**Task description:** Copy out exactly the line that contains "let mut session" and all lines following it to the end of the data.

Saved entries
- - -

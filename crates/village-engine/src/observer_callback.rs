//! Session callback that updates the Observer API state.
//!
//! After each change, this callback caches the new `GameSnapshot` in
//! [`AppState`] and broadcasts it to all connected `WebSocket` clients.

use std::sync::Arc;

use tracing::debug;
use village_core::runner::{SessionCallback, SessionUpdate};
use village_observer::state::AppState;

/// Callback that bridges the session task to the Observer API.
pub struct ObserverCallback {
    state: Arc<AppState>,
}

impl ObserverCallback {
    /// Create a new observer callback backed by the given app state.
    pub const fn new(state: Arc<AppState>) -> Self {
        Self { state }
    }
}

impl SessionCallback for ObserverCallback {
    fn on_update(&mut self, update: &SessionUpdate<'_>) {
        let receivers = self.state.broadcast(update.snapshot);
        debug!(cause = ?update.cause, receivers, "Snapshot broadcast sent");

        // Use try_write to avoid blocking the session task. If a REST
        // handler holds the read lock, skip this update; the next one
        // will catch up.
        if let Ok(mut cached) = self.state.snapshot.try_write() {
            *cached = Some(update.snapshot.clone());
        }
    }
}

#[cfg(test)]
#[allow(clippy::unwrap_used)]
mod tests {
    use chrono::Utc;
    use village_core::config::GameConfig;
    use village_core::runner::{UpdateCause, session_channel};
    use village_core::session::Session;
    use village_types::ResourceKind;

    use super::*;

    #[tokio::test]
    async fn update_is_cached_and_broadcast() {
        let (handle, _rx) = session_channel(1);
        let state = Arc::new(AppState::new(handle));
        let mut subscriber = state.subscribe();
        let mut callback = ObserverCallback::new(Arc::clone(&state));

        let config = GameConfig::default();
        let mut session = Session::new(&config, Utc::now()).unwrap();
        session.gather(ResourceKind::Gold, Utc::now());
        let snapshot = session.snapshot(Utc::now());
        let saved = session.saved_game();
        callback.on_update(&SessionUpdate {
            cause: UpdateCause::Command,
            snapshot: &snapshot,
            clock: session.clock_snapshot(),
            saved: &saved,
        });

        assert_eq!(state.latest().await, Some(snapshot.clone()));
        assert_eq!(subscriber.recv().await.unwrap(), snapshot);
    }
}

- - -

**Response to this task:**
        let mut session = Session::new(&config, Utc::now()).unwrap();
        session.gather(ResourceKind::Gold, Utc::now());
        let snapshot = session.snapshot(Utc::now());
        let saved = session.saved_game();
        callback.on_update(&SessionUpdate {
            cause: UpdateCause::Command,
            snapshot: &snapshot,
            clock: session.clock_snapshot(),
            saved: &saved,
        });

        assert_eq!(state.latest().await, Some(snapshot.clone()));
        assert_eq!(subscriber.recv().await.unwrap(), snapshot);
    }
}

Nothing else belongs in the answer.